L'articolo si conclude ricordando che una riduzione delle produzioni zootecniche avrebbe come conseguenza un aumento delle importazioni da paesi dove si produce con maggiori emissioni, e dove non sono rispettati standard sul benessere animale, sulla sicurezza e sulla qualità.
Parlando di vino
C'è fermento nel mondo dei vini. In Lombardia è sotto i riflettori il disciplinare di produzione dei vini a denominazione dell'Oltrepò Pavese.Ne scrive Attilio Barbieri sulle pagine di "Libero" del 4 aprile, puntando l'indice sui parametri di produzione, che sulla carta risultano superiori alla realtà.
Si teme che in questo modo si possano favorire i vini di minore qualità, mettendo in gioco la reputazione e la credibilità della stessa Doc.
Una revisione di questi disciplinari è da tempo oggetto di discussione senza tuttavia giungere a una conclusione.
Alcuni operatori del settore, conclude l'articolo, propongono di rimettere mano ai tavoli tecnici voluti in passato dall'assessore all'Agricoltura della Regione Lombardia, Fabio Rolfi, rimasti però lettera morta.
In Emilia Romagna è invece l'Albana il protagonista dell'articolo di Lorenzo Frassoldati per "Il Resto del Carlino" del 4 aprile.
La produzione di questo vino in passato era colata a picco, travolta dalla concorrenza del Sangiovese e la produzione negli ultimi vent'anni era passata da 2600 ettari a meno di 1000.

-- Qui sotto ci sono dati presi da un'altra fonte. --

//! Error types for fault tree model operations.

use thiserror::Error;

/// Errors raised by the fault tree container.
///
/// Every variant describes a structural violation. Generated trees never
/// produce them unless the generation algorithm itself is broken.
#[derive(Debug, Error, Clone, PartialEq)]
pub enum Error {
    /// An id does not refer to an entity of this tree.
    #[error("unknown {kind} id {index}")]
    UnknownId {
        /// Kind of the entity ("gate", "basic event", ...).
        kind: &'static str,
        /// Raw arena index.
        index: usize,
    },

    /// An event name is already taken.
    #[error("duplicate event name '{0}'")]
    DuplicateName(String),

    /// The argument is already attached to the gate.
    #[error("'{argument}' is already an argument of gate '{gate}'")]
    DuplicateArgument {
        /// Gate name.
        gate: String,
        /// Argument name.
        argument: String,
    },

    /// The gate is already registered as a parent of the event.
    #[error("gate '{gate}' is already a parent of '{event}'")]
    DuplicateParent {
        /// Gate name.
        gate: String,
        /// Event name.
        event: String,
    },

    /// A gate was attached to itself.
    #[error("gate '{0}' cannot be its own argument")]
    SelfReference(String),

    /// A probability value outside of its domain.
    #[error("invalid probability: {0}")]
    InvalidProbability(String),

    /// A CCF group that breaks the group invariants.
    #[error("invalid CCF group '{name}': {reason}")]
    InvalidCcfGroup {
        /// Group name.
        name: String,
        /// What is wrong with it.
        reason: String,
    },

    /// The gate graph contains a cycle through this gate.
    #[error("cycle detected at gate '{0}'")]
    Cycle(String),

    /// Some gates cannot be reached from the roots.
    #[error("{unreachable} of {total} gates are unreachable from the top gate(s)")]
    Unreachable {
        /// Number of gates not visited.
        unreachable: usize,
        /// Total number of gates.
        total: usize,
    },

    /// A single-argument gate cannot be collapsed into several parents.
    #[error("gate '{gate}' has {parents} parents and cannot be pruned")]
    MultipleParents {
        /// Gate name.
        gate: String,
        /// Number of parents.
        parents: usize,
    },

    /// The tree has no top gate.
    #[error("fault tree has no top gate")]
    NoTopGate,

    /// Structural validation failed.
    #[error("validation error: {0}")]
    Validation(String),
}

/// Result type alias for fault tree model operations.
pub type Result<T> = std::result::Result<T, Error>;
impl<'a> GenerativeFaultTree<'a> {
    /// Prepares a build without a deadline.
    pub fn new(factors: &'a CalculatedFactors, options: &BuildOptions) -> Self {
        Self {
            factors,
            rng: ChaCha8Rng::seed_from_u64(options.seed),
            tree: FaultTree::new(options.name.clone()),
            deadline: Deadline::unbounded(),
            top_gate_name: options.top_gate_name.clone(),
            common_basic: Vec::new(),
            common_gate: Vec::new(),
            queue: VecDeque::new(),
        }
    }

    /// Replaces the deadline checked between expansion steps.
    #[must_use]
    pub fn with_deadline(mut self, deadline: Deadline) -> Self {
        self.deadline = deadline;
        self
    }

    /// Runs the whole construction.
    ///
    /// # Errors
    ///
    /// See [`generate`].
    pub fn build(mut self) -> Result<FaultTree> {
        self.deadline.check()?;
        let top = self.construct_top_gate()?;

        let num_gate = self.factors.num_gate();
        let num_basic = self.factors.size().num_basic;
        let num_common_basic = self.factors.num_common_basic(num_gate).min(num_basic);
        let num_common_gate = self.factors.num_common_gate(num_gate);
        debug!(num_gate, num_common_basic, num_common_gate, "estimated pools");
        for _ in 0..num_common_basic {
            let id = self.construct_basic_event()?;
            self.common_basic.push(id);
        }
        for _ in 0..num_common_gate {
            let id = self.construct_gate()?;
            self.common_gate.push(id);
        }

        self.queue.push_back(top);
        loop {
            while let Some(gate) = self.queue.pop_front() {
                self.deadline.check()?;
                self.init_gate(gate)?;
            }
            if !self.correct_for_exhaustion()? {
                break;
            }
        }
        self.check_connected(top)?;

        self.deadline.check()?;
        self.distribute_house_events(top)?;
        self.deadline.check()?;
        generate_ccf_groups(&mut self.tree, self.factors, &mut self.rng)?;

        let size = self.tree.size_summary();
        info!(
            name = self.tree.name(),
            gates = size.total_gates,
            basic_events = size.basic_events,
            house_events = size.house_events,
            ccf_groups = size.ccf_groups,
            elapsed_ms = self.deadline.elapsed().as_millis(),
            "generated fault tree"
        );
        Ok(self.tree)
    }

    /// Constructs the root with an operator other than NOT and XOR.
    ///
    /// Weights validation guarantees AND, OR or K/N carries weight, so the
    /// resampling terminates.
    fn construct_top_gate(&mut self) -> Result<GateId> {
        let mut operator = self.factors.random_operator(&mut self.rng);
        while matches!(operator, Operator::Not | Operator::Xor) {
            operator = self.factors.random_operator(&mut self.rng);
        }
        let top = self.tree.add_gate(self.top_gate_name.clone(), operator)?;
        self.tree.set_top_gate(top)?;
        Ok(top)
    }

    fn construct_gate(&mut self) -> Result<GateId> {
        let operator = self.factors.random_operator(&mut self.rng);
        let name = format!("G{}", self.tree.gates().len() + 1);
        Ok(self.tree.add_gate(name, operator)?)
    }

    fn construct_basic_event(&mut self) -> Result<BasicEventId> {
        let value = self
            .rng
            .gen_range(self.factors.min_prob()..=self.factors.max_prob());
        let name = format!("B{}", self.tree.basic_events().len() + 1);
        Ok(self.tree.add_basic_event(name, Probability::point(value)?)?)
    }

    fn construct_house_event(&mut self) -> Result<HouseEventId> {
        let state = self.rng.gen_bool(0.5);
        let name = format!("H{}", self.tree.house_events().len() + 1);
        Ok(self.tree.add_house_event(name, state)?)
    }

    fn basic_quota_met(&self) -> bool {
        self.tree.basic_events().len() >= self.factors.size().num_basic
    }

    /// Fills one gate with its sampled number of arguments.
    ///
    /// Once every basic event exists the gate only reuses nodes. It stops
    /// short of the sampled arity when nothing reusable is left and its
    /// operator's minimum is met; below the minimum it takes any gate
    /// outside its ancestry, or a new one.
    fn init_gate(&mut self, gate: GateId) -> Result<()> {
        let operator = self.tree.gate(gate).operator();
        let (num_args, k_num) = self.factors.num_args(&mut self.rng, operator);

        let common = *self.factors.common();
        let percent_gate = self.factors.percent_gate();
        let mut ancestors: Option<HashSet<GateId>> = None;

        while self.tree.gate(gate).num_arguments() < num_args {
            let s_percent: f64 = self.rng.gen();
            let s_common: f64 = self.rng.gen();

            if self.basic_quota_met() {
                let ancestors = ancestors.get_or_insert_with(|| self.tree.ancestors(gate));
                if !self.reuse_argument(gate, s_percent < percent_gate, ancestors)? {
                    if self.tree.gate(gate).num_arguments() >= operator.min_args() {
                        debug!(
                            gate = self.tree.gate(gate).name(),
                            sampled = num_args,
                            "nothing left to reuse, gate closed early"
                        );
                        break;
                    }
                    self.attach_filler_gate(gate, ancestors)?;
                }
            } else if s_percent < percent_gate {
                if s_common < common.common_g {
                    let ancestors = ancestors.get_or_insert_with(|| self.tree.ancestors(gate));
                    if let Some(candidate) = self.pick_common_gate(gate, ancestors) {
                        self.attach_gate(gate, candidate)?;
                    }
                } else {
                    let new_gate = self.construct_gate()?;
                    self.attach_gate(gate, new_gate)?;
                }
            } else {
                let basic = self.choose_basic_event(gate, s_common)?;
                self.tree.add_argument(gate, basic)?;
            }
        }

        if let Some(k) = k_num {
            // The vote number must stay below the final arity.
            let n = self.tree.gate(gate).num_arguments();
            self.tree.gate_mut(gate).set_k_num(k.min(n - 1));
        }
        Ok(())
    }

    /// Attaches `child` under `gate`, queueing it if it had no parent yet.
    fn attach_gate(&mut self, gate: GateId, child: GateId) -> Result<()> {
        let orphan = self.tree.gate(child).is_orphan();
        self.tree.add_argument(gate, child)?;
        if orphan {
            self.queue.push_back(child);
        }
        Ok(())
    }

    /// Attaches an existing node to `gate`: a common gate or a basic event,
    /// trying the preferred kind first. Returns false if neither is left.
    fn reuse_argument(
        &mut self,
        gate: GateId,
        prefer_gate: bool,
        ancestors: &HashSet<GateId>,
    ) -> Result<bool> {
        for want_gate in [prefer_gate, !prefer_gate] {
            if want_gate {
                if let Some(candidate) = self.pick_common_gate(gate, ancestors) {
                    self.attach_gate(gate, candidate)?;
                    return Ok(true);
                }
            } else {
                let pool: Vec<BasicEventId> = self.tree.basic_event_ids().collect();
                if let Some(basic) = self.pick_basic_event(gate, pool) {
                    self.tree.add_argument(gate, basic)?;
                    return Ok(true);
                }
            }
        }
        Ok(false)
    }

    /// Gives `gate` another argument when no common gate or basic event
    /// fits: any gate outside its ancestry, otherwise a new gate.
    fn attach_filler_gate(&mut self, gate: GateId, ancestors: &HashSet<GateId>) -> Result<()> {
        let parent = self.tree.gate(gate);
        let candidates: Vec<GateId> = self
            .tree
            .gate_ids()
            .filter(|id| !ancestors.contains(id) && !parent.has_argument(ArgRef::Gate(*id)))
            .collect();
        let child = if let Some(id) = candidates.choose(&mut self.rng) {
            *id
        } else {
            self.construct_gate()?
        };
        self.attach_gate(gate, child)
    }

    /// Picks a common gate that can become an argument of `gate` without
    /// duplication or a cycle.
    ///
    /// Orphans are tried first, then single-parent gates, then the rest.
    /// Each tier is shuffled only when the earlier tiers are exhausted.
    fn pick_common_gate(&mut self, gate: GateId, ancestors: &HashSet<GateId>) -> Option<GateId> {
        let tiers: [fn(usize) -> bool; 3] = [|p| p == 0, |p| p == 1, |p| p > 1];
        for in_tier in tiers {
            let mut candidates: Vec<GateId> = self
                .common_gate
                .iter()
                .copied()
                .filter(|id| in_tier(self.tree.gate(*id).num_parents()))
                .collect();
            candidates.shuffle(&mut self.rng);
            let parent = self.tree.gate(gate);
            if let Some(found) = candidates.into_iter().find(|id| {
                *id != gate && !parent.has_argument(ArgRef::Gate(*id)) && !ancestors.contains(id)
            }) {
                return Some(found);
            }
        }
        None
    }

    /// Returns a basic event for `gate` while the quota is open: a new one
    /// unless the reuse draw picks an unattached common basic event.
    fn choose_basic_event(&mut self, gate: GateId, s_common: f64) -> Result<BasicEventId> {
        if s_common < self.factors.common().common_b {
            let pool = self.common_basic.clone();
            if let Some(chosen) = self.pick_basic_event(gate, pool) {
                return Ok(chosen);
            }
        }
        self.construct_basic_event()
    }

    /// Picks a basic event from `pool` not yet attached to `gate`,
    /// preferring events with fewer parents.
    fn pick_basic_event(&mut self, gate: GateId, pool: Vec<BasicEventId>) -> Option<BasicEventId> {
        let parent = self.tree.gate(gate);
        let available: Vec<BasicEventId> = pool
            .into_iter()
            .filter(|id| !parent.has_argument(ArgRef::Basic(*id)))
            .collect();
        let parents_of = |id: &BasicEventId| self.tree.basic_event(*id).num_parents();
        let orphans: Vec<BasicEventId> =
            available.iter().copied().filter(|id| parents_of(id) == 0).collect();
        let single: Vec<BasicEventId> =
            available.iter().copied().filter(|id| parents_of(id) == 1).collect();
        let tier = if !orphans.is_empty() {
            orphans
        } else if !single.is_empty() {
            single
        } else {
            available
        };
        tier.choose(&mut self.rng).copied()
    }

    /// Keeps construction going once the queue drains.
    ///
    /// While basic events are missing, attaches a new gate under a random
    /// extensible gate. Afterwards, attaches leftover orphans from the common
    /// pools to random connected gates. Returns true if the queue was
    /// refilled.
    fn correct_for_exhaustion(&mut self) -> Result<bool> {
        if !self.basic_quota_met() {
            let pool: HashSet<GateId> = self.common_gate.iter().copied().collect();
            let hosts: Vec<GateId> = self
                .tree
                .gate_ids()
                .filter(|id| extensible(self.tree.gate(*id).operator()) && !pool.contains(id))
                .collect();
            let Some(host) = hosts.choose(&mut self.rng).copied() else {
                return Err(Error::Invariant(
                    "queue exhausted with no gate left to extend".to_string(),
                ));
            };
            let new_gate = self.construct_gate()?;
            self.tree.add_argument(host, new_gate)?;
            self.queue.push_back(new_gate);
            return Ok(true);
        }

        let orphan_gates: Vec<GateId> = self
            .common_gate
            .iter()
            .copied()
            .filter(|id| self.tree.gate(*id).is_orphan())
            .collect();
        if !orphan_gates.is_empty() {
            for orphan in orphan_gates {
                let host = self.connected_host(|tree, id| {
                    id != orphan && !tree.gate(id).has_argument(orphan.into())
                })?;
                self.tree.add_argument(host, orphan)?;
                self.queue.push_back(orphan);
            }
            debug!(queued = self.queue.len(), "attached orphan common gates");
            return Ok(true);
        }

        let orphan_basic: Vec<BasicEventId> = self
            .common_basic
            .iter()
            .copied()
            .filter(|id| self.tree.basic_event(*id).is_orphan())
            .collect();
        for orphan in orphan_basic {
            let host = self.connected_host(|tree, id| !tree.gate(id).has_argument(orphan.into()))?;
            self.tree.add_argument(host, orphan)?;
        }
        Ok(false)
    }

    /// Chooses a random extensible gate already connected to the top gate.
    fn connected_host(&mut self, accept: impl Fn(&FaultTree, GateId) -> bool) -> Result<GateId> {
        let top = self.tree.top_gate();
        let hosts: Vec<GateId> = self
            .tree
            .gate_ids()
            .filter(|id| {
                let gate = self.tree.gate(*id);
                (Some(*id) == top || !gate.is_orphan())
                    && extensible(gate.operator())
                    && accept(&self.tree, *id)
            })
            .collect();
        hosts
            .choose(&mut self.rng)
            .copied()
            .ok_or_else(|| {
                Error::Invariant("no connected gate can take another argument".to_string())
            })
    }

    fn check_connected(&self, top: GateId) -> Result<()> {
        if let Some(orphan) = self.tree.basic_events().iter().find(|e| e.is_orphan()) {
            return Err(Error::Invariant(format!(
                "basic event '{}' has no parent after construction",
                orphan.name()
            )));
        }
        if let Some(orphan) = self
            .tree
            .gate_ids()
            .find(|id| *id != top && self.tree.gate(*id).is_orphan())
        {
            return Err(Error::Invariant(format!(
                "gate '{}' has no parent after construction",
                self.tree.gate(orphan).name()
            )));
        }
        Ok(())
    }

    /// Attaches each house event to a random gate other than the top gate,
    /// NOT and XOR gates.
    fn distribute_house_events(&mut self, top: GateId) -> Result<()> {
        let num_house = self.factors.size().num_house;
        if num_house == 0 {
            return Ok(());
        }
        let hosts: Vec<GateId> = self
            .tree
            .gate_ids()
            .filter(|id| *id != top && extensible(self.tree.gate(*id).operator()))
            .collect();
        if hosts.is_empty() {
            warn!(
                name = self.tree.name(),
                gates = self.tree.gates().len(),
                "only the top gate and fixed-arity gates were drawn"
            );
            return Err(Error::NoHouseEventHost { num_house });
        }
        for _ in 0..num_house {
            let host = hosts[self.rng.gen_range(0..hosts.len())];
            let house = self.construct_house_event()?;
            self.tree.add_argument(host, house)?;
        }
        Ok(())
    }
}
//! Plain-text formula view of a fault tree.
//!
//! Each gate is written as `NAME := formula` with house events first, then
//! basic events, then gates. Leaf events follow as `p(B) = value` and
//! `s(H) = state` lines. The view is meant for reading and diffing.

use crate::error::Result;
use crate::event::ArgRef;
use crate::gate::Operator;
use crate::tree::FaultTree;
use crate::GateId;

impl FaultTree {
    /// Renders the formula of one gate.
    ///
    /// # Panics
    ///
    /// Panics if the id does not belong to this tree.
    #[must_use]
    pub fn gate_formula(&self, id: GateId) -> String {
        let gate = self.gate(id);
        let mut names: Vec<&str> = gate
            .house_arguments()
            .map(|h| self.house_event(h).name())
            .collect();
        names.extend(gate.basic_arguments().map(|b| self.basic_event(b).name()));
        names.extend(gate.gate_arguments().map(|g| self.gate(g).name()));
        names.extend(
            gate.undefined_arguments()
                .map(|u| self.arg_name(ArgRef::Undefined(u))),
        );

        let body = match gate.operator() {
            Operator::And => format!("({})", names.join(" & ")),
            Operator::Or => format!("({})", names.join(" | ")),
            Operator::Xor => format!("({})", names.join(" ^ ")),
            Operator::Not => format!("~({})", names.join("")),
            Operator::AtLeast => format!(
                "@({}, [{}])",
                gate.k_num().unwrap_or_default(),
                names.join(", ")
            ),
        };
        format!("{} := {body}", gate.name())
    }

    /// Renders every gate top-down followed by the leaf events.
    ///
    /// # Errors
    ///
    /// Returns an error if the gates cannot be ordered.
    pub fn to_formula_text(&self) -> Result<String> {
        let order = self.topological_order()?;
        let mut lines: Vec<String> = order.iter().rev().map(|id| self.gate_formula(*id)).collect();
        lines.extend(
            self.basic_events()
                .iter()
                .map(|b| format!("p({}) = {}", b.name(), b.probability().central_value())),
        );
        lines.extend(
            self.house_events()
                .iter()
                .map(|h| format!("s({}) = {}", h.name(), h.state())),
        );
        Ok(lines.join("\n"))
    }
}

#[cfg(test)]
mod tests {
    use super::*;
    use crate::probability::Probability;

    fn demo() -> FaultTree {
        let mut tree = FaultTree::new("demo");
        let root = tree.add_gate("root", Operator::Or).unwrap();
        let vote = tree.add_gate("G2", Operator::AtLeast).unwrap();
        let not = tree.add_gate("G3", Operator::Not).unwrap();
        tree.gate_mut(vote).set_k_num(2);
        tree.set_top_gate(root).unwrap();
        let b: Vec<_> = [0.01, 0.02, 0.03, 0.04]
            .iter()
            .enumerate()
            .map(|(i, p)| {
                tree.add_basic_event(format!("B{}", i + 1), Probability::point(*p).unwrap())
                    .unwrap()
            })
            .collect();
        let h = tree.add_house_event("H1", true).unwrap();

        tree.add_argument(root, vote).unwrap();
        tree.add_argument(root, not).unwrap();
        tree.add_argument(root, b[0]).unwrap();
        tree.add_argument(root, h).unwrap();
        for id in &b[..3] {
            tree.add_argument(vote, *id).unwrap();
        }
        tree.add_argument(not, b[3]).unwrap();
        tree
    }

    #[test]
    fn formula_text() {
        let text = demo().to_formula_text().unwrap();
        insta::assert_snapshot!(text, @r###"
        root := (H1 | B1 | G2 | G3)
        G3 := ~(B4)
        G2 := @(2, [B1, B2, B3])
        p(B1) = 0.01
        p(B2) = 0.02
        p(B3) = 0.03
        p(B4) = 0.04
        s(H1) = true
        "###);
    }

    #[test]
    fn single_gate_formula() {
        let tree = demo();
        let root = tree.top_gate().unwrap();
        assert_eq!(tree.gate_formula(root), "root := (H1 | B1 | G2 | G3)");
    }
}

Ma ora il rinnovato interesse per i "bianchi" torna a dare fiato all'Albana, che vanta la Docg dal lontano 1987.
Così la produzione è tornata ad aumentare e attualmente si aggira sulle 800mila bottiglie, con qualità in crescita, tanto da conquistare importanti riconoscimenti.
L'Albana Docg, insieme al Trebbiano Doc, conclude l'articolo, con la loro crescita possono trasformarsi in promotori di altri vini "minori", fra questi Pagadebit e Rébola, che possono incontrare il favore di nuovi stili di consumo e di scoperta del territorio.